Bu yasada da, daha sonra yürürlüğe sokulan 27 Mayıs 1935 tarih ve 2739 Sayılı Yasada da, söz konusu bayram Şeker Bayramı olarak geçiyordu.

Ek kanıt olarak şunu da ekleyeyim. 1954 yılında 6253 Sayılı Yasayla değiştirilen 5953 Sayılı Basın-İş Yasasında da şeker ve kurban bayramı adları yer alıyordu.

Şeker Bayramı, Atatürkçülüğü öne çıkarıp dinciliğe önemli olanaklar sağlayan Milli Güvenlik Konseyi döneminde Ramazan Bayramı yapılıverdi.

Kanunun kabul tarihi 17 Mart 1981, numarası da 2429.

Anımsayacaksınız bu yasa değişikliği ile 23 Nisan Ulusal Egemenlik ve Çocuk Bayramı da bayram olmaktan çıkarılmış, tepkiler üzerine 1983 yılında yeniden resmi bayramlar arasına alınmıştı.
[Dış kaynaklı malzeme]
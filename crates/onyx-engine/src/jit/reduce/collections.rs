//! Promise, Map/Set, typed-array, Date, and Boolean builtins
//!
//! These all follow the same discipline: an exact receiver-shape witness
//! (reliable provenance only) plus, where the rewrite elides a property
//! lookup the specification would mandate, a "nobody patched this builtin"
//! protector dependency. Without both, the generic path stays.

use super::{CallReducer, CollectionKind, ReduceError, Reduction, ViewField};
use crate::jit::deps::ProtectorCell;
use crate::jit::feedback::{InstanceType, PrototypeRef};
use crate::jit::ir::graph::NodeId;
use crate::jit::ir::op::{
    CallParameters, Constant, FieldAccess, ObjectIs, Opcode, StubCall,
};

impl<'a> CallReducer<'a> {
    /// Reliable witness that every observed receiver shape has the given
    /// instance type
    fn instance_type_witness(
        &self,
        node: NodeId,
        params: &CallParameters,
        instance_type: InstanceType,
    ) -> bool {
        let feedback = self.receiver_shapes_for_call(node, params);
        feedback.is_reliable()
            && !feedback.shapes().is_empty()
            && feedback
                .shapes()
                .iter()
                .all(|&id| self.unit.shapes.get(id).instance_type == instance_type)
    }

    /// Boolean(x) called as a function: exactly ToBoolean
    pub(crate) fn reduce_boolean_constructor(
        &mut self,
        node: NodeId,
    ) -> Result<Reduction, ReduceError> {
        let input = self.argument_or_undefined(node, 0);
        let value = self.graph.add(Opcode::ToBoolean, &[input], &[], &[]);
        self.graph.replace_with_value(node, value, None, None);
        Ok(Reduction::Replaced(value))
    }

    /// Promise.prototype.then(onFulfilled[, onRejected])
    pub(crate) fn reduce_promise_then(
        &mut self,
        node: NodeId,
        params: &CallParameters,
    ) -> Result<Reduction, ReduceError> {
        if self.speculation_disallowed(params) {
            return Ok(Reduction::NoChange);
        }
        if !self.promise_receiver_witness(node, params) {
            return Ok(Reduction::NoChange);
        }
        let receiver = self.receiver(node);
        let on_fulfilled = self.argument_or_undefined(node, 0);
        let on_rejected = self.argument_or_undefined(node, 1);
        self.lower_promise_then(node, receiver, on_fulfilled, on_rejected)
    }

    /// Promise.prototype.catch(onRejected) is then(undefined, onRejected)
    pub(crate) fn reduce_promise_catch(
        &mut self,
        node: NodeId,
        params: &CallParameters,
    ) -> Result<Reduction, ReduceError> {
        if self.speculation_disallowed(params) {
            return Ok(Reduction::NoChange);
        }
        if !self.promise_receiver_witness(node, params) {
            return Ok(Reduction::NoChange);
        }
        let receiver = self.receiver(node);
        let on_rejected = self.argument_or_undefined(node, 0);
        let undefined = self.graph.undefined();
        self.lower_promise_then(node, receiver, undefined, on_rejected)
    }

    /// Promise.prototype.finally(onFinally). The wrapper closures the
    /// specification describes are created by the reaction stub; the rewrite
    /// here only elides the then lookup, so it additionally insists on a
    /// statically known callback.
    pub(crate) fn reduce_promise_finally(
        &mut self,
        node: NodeId,
        params: &CallParameters,
    ) -> Result<Reduction, ReduceError> {
        if self.speculation_disallowed(params) {
            return Ok(Reduction::NoChange);
        }
        if !self.promise_receiver_witness(node, params) {
            return Ok(Reduction::NoChange);
        }
        let on_finally = self.argument_or_undefined(node, 0);
        if !matches!(
            self.graph.op(on_finally),
            Opcode::Constant(_) | Opcode::CreateClosure(_)
        ) {
            return Ok(Reduction::NoChange);
        }
        let receiver = self.receiver(node);
        self.lower_promise_then(node, receiver, on_finally, on_finally)
    }

    fn promise_receiver_witness(&mut self, node: NodeId, params: &CallParameters) -> bool {
        let feedback = self.receiver_shapes_for_call(node, params);
        if !feedback.is_reliable() || feedback.shapes().is_empty() {
            return false;
        }
        for &id in feedback.shapes() {
            let shape = self.unit.shapes.get(id);
            if shape.instance_type != InstanceType::Promise
                || shape.prototype != PrototypeRef::InitialPromisePrototype
            {
                return false;
            }
            if !self.deps.assume_shape_stable(self.unit.shapes, id) {
                return false;
            }
        }
        self.deps
            .assume_protector(self.unit.protectors, ProtectorCell::PromiseThenLookup)
    }

    fn lower_promise_then(
        &mut self,
        node: NodeId,
        receiver: NodeId,
        on_fulfilled: NodeId,
        on_rejected: NodeId,
    ) -> Result<Reduction, ReduceError> {
        let effect = self.effect_of(node);
        let control = self.control_of(node);
        let mut asm = crate::jit::ir::builder::GraphAssembler::new(self.graph, effect, control);
        let result = asm.effectful(Opcode::CallStub(StubCall::NewPromise), &[]);
        let value = asm.effectful(
            Opcode::CallStub(StubCall::PerformPromiseThen),
            &[receiver, on_fulfilled, on_rejected, result],
        );
        let final_effect = asm.effect();
        self.graph
            .replace_with_value(node, value, Some(final_effect), None);
        Ok(Reduction::Replaced(value))
    }

    /// Promise.resolve(x): a native promise resolves to itself
    pub(crate) fn reduce_promise_resolve(
        &mut self,
        node: NodeId,
        params: &CallParameters,
    ) -> Result<Reduction, ReduceError> {
        if self.speculation_disallowed(params) {
            return Ok(Reduction::NoChange);
        }
        let Some(value) = self.argument(node, 0) else {
            return Ok(Reduction::NoChange);
        };
        let effect = self.effect_of(node);
        let shapes = self.infer_receiver_shapes(value, effect);
        if !shapes.is_reliable() || shapes.shapes().is_empty() {
            return Ok(Reduction::NoChange);
        }
        for &id in shapes.shapes() {
            let shape = self.unit.shapes.get(id);
            if shape.instance_type != InstanceType::Promise {
                return Ok(Reduction::NoChange);
            }
            if !self.deps.assume_shape_stable(self.unit.shapes, id) {
                return Ok(Reduction::NoChange);
            }
        }
        if !self
            .deps
            .assume_protector(self.unit.protectors, ProtectorCell::PromiseThenLookup)
        {
            return Ok(Reduction::NoChange);
        }
        self.graph.replace_with_value(node, value, None, None);
        Ok(Reduction::Replaced(value))
    }

    /// Map.prototype.get(key) via the ordered-hash-table stub
    pub(crate) fn reduce_map_get(
        &mut self,
        node: NodeId,
        params: &CallParameters,
    ) -> Result<Reduction, ReduceError> {
        if !self.instance_type_witness(node, params, InstanceType::Map) {
            return Ok(Reduction::NoChange);
        }
        let receiver = self.receiver(node);
        let key = self.argument_or_undefined(node, 0);
        let effect = self.effect_of(node);
        let control = self.control_of(node);
        let value = self.graph.add(
            Opcode::CallStub(StubCall::MapGet),
            &[receiver, key],
            &[effect],
            &[control],
        );
        self.graph.replace_with_value(node, value, Some(value), None);
        Ok(Reduction::Replaced(value))
    }

    pub(crate) fn reduce_map_has(
        &mut self,
        node: NodeId,
        params: &CallParameters,
    ) -> Result<Reduction, ReduceError> {
        if !self.instance_type_witness(node, params, InstanceType::Map) {
            return Ok(Reduction::NoChange);
        }
        let receiver = self.receiver(node);
        let key = self.argument_or_undefined(node, 0);
        let effect = self.effect_of(node);
        let control = self.control_of(node);
        let value = self.graph.add(
            Opcode::CallStub(StubCall::MapHas),
            &[receiver, key],
            &[effect],
            &[control],
        );
        self.graph.replace_with_value(node, value, Some(value), None);
        Ok(Reduction::Replaced(value))
    }

    pub(crate) fn reduce_set_has(
        &mut self,
        node: NodeId,
        params: &CallParameters,
    ) -> Result<Reduction, ReduceError> {
        if !self.instance_type_witness(node, params, InstanceType::Set) {
            return Ok(Reduction::NoChange);
        }
        let receiver = self.receiver(node);
        let key = self.argument_or_undefined(node, 0);
        let effect = self.effect_of(node);
        let control = self.control_of(node);
        let value = self.graph.add(
            Opcode::CallStub(StubCall::SetHas),
            &[receiver, key],
            &[effect],
            &[control],
        );
        self.graph.replace_with_value(node, value, Some(value), None);
        Ok(Reduction::Replaced(value))
    }

    /// Map/Set size getter: a plain field load under the witness
    pub(crate) fn reduce_collection_size(
        &mut self,
        node: NodeId,
        params: &CallParameters,
        kind: CollectionKind,
    ) -> Result<Reduction, ReduceError> {
        let instance_type = match kind {
            CollectionKind::Map => InstanceType::Map,
            CollectionKind::Set => InstanceType::Set,
        };
        if !self.instance_type_witness(node, params, instance_type) {
            return Ok(Reduction::NoChange);
        }
        let receiver = self.receiver(node);
        let effect = self.effect_of(node);
        let control = self.control_of(node);
        let value = self.graph.add(
            Opcode::LoadField(FieldAccess::CollectionSize),
            &[receiver],
            &[effect],
            &[control],
        );
        self.graph.replace_with_value(node, value, Some(value), None);
        Ok(Reduction::Replaced(value))
    }

    /// TypedArray / DataView accessor properties: field loads under the
    /// instance-type witness
    pub(crate) fn reduce_array_buffer_view_accessor(
        &mut self,
        node: NodeId,
        params: &CallParameters,
        field: ViewField,
    ) -> Result<Reduction, ReduceError> {
        let (instance_type, access) = match field {
            ViewField::TypedArrayByteLength => {
                (InstanceType::TypedArray, FieldAccess::TypedArrayByteLength)
            }
            ViewField::TypedArrayByteOffset => {
                (InstanceType::TypedArray, FieldAccess::TypedArrayByteOffset)
            }
            ViewField::TypedArrayLength => (InstanceType::TypedArray, FieldAccess::TypedArrayLength),
            ViewField::DataViewByteLength => {
                (InstanceType::DataView, FieldAccess::DataViewByteLength)
            }
            ViewField::DataViewByteOffset => {
                (InstanceType::DataView, FieldAccess::DataViewByteOffset)
            }
        };
        if !self.instance_type_witness(node, params, instance_type) {
            return Ok(Reduction::NoChange);
        }
        let receiver = self.receiver(node);
        let effect = self.effect_of(node);
        let control = self.control_of(node);
        let value = self
            .graph
            .add(Opcode::LoadField(access), &[receiver], &[effect], &[control]);
        self.graph.replace_with_value(node, value, Some(value), None);
        Ok(Reduction::Replaced(value))
    }

    /// ArrayBuffer.isView(x): undefined is certainly not a view
    pub(crate) fn reduce_array_buffer_is_view(
        &mut self,
        node: NodeId,
    ) -> Result<Reduction, ReduceError> {
        if self.argument_count(node) < 1 {
            let value = self.graph.bool_constant(false);
            self.graph.replace_with_value(node, value, None, None);
            return Ok(Reduction::Replaced(value));
        }
        let input = self.argument(node, 0).expect("checked arity");
        let value = self.graph.add(
            Opcode::ObjectIs(ObjectIs::ArrayBufferView),
            &[input],
            &[],
            &[],
        );
        self.graph.replace_with_value(node, value, None, None);
        Ok(Reduction::Replaced(value))
    }

    /// Date.prototype.getTime under a Date witness: the stored time value
    pub(crate) fn reduce_date_get_time(
        &mut self,
        node: NodeId,
        params: &CallParameters,
    ) -> Result<Reduction, ReduceError> {
        if !self.instance_type_witness(node, params, InstanceType::Date) {
            return Ok(Reduction::NoChange);
        }
        let receiver = self.receiver(node);
        let effect = self.effect_of(node);
        let control = self.control_of(node);
        let value = self.graph.add(
            Opcode::LoadField(FieldAccess::DateValue),
            &[receiver],
            &[effect],
            &[control],
        );
        self.graph.replace_with_value(node, value, Some(value), None);
        Ok(Reduction::Replaced(value))
    }

    /// Date.now(): the clock read, still ordered on the effect chain
    pub(crate) fn reduce_date_now(&mut self, node: NodeId) -> Result<Reduction, ReduceError> {
        let effect = self.effect_of(node);
        let control = self.control_of(node);
        let value = self.graph.add(
            Opcode::CallStub(StubCall::DateNow),
            &[],
            &[effect],
            &[control],
        );
        self.graph.replace_with_value(node, value, Some(value), None);
        Ok(Reduction::Replaced(value))
    }
}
Ramazan Bayramı adı, doğal olarak AKP iktidarının hoşuna gidiyor. Şeker Bayramı denilmesine de kızıyorlar.

Bir yandan işgücü kaybı olur diye 1 Mayısı tatil yapma konusundaki isteklere direnmek, ardından bayram tatilini 9 güne çıkarmak, sanırım bizimkilere uygun bir yaklaşım ama yaman bir çelişkidir.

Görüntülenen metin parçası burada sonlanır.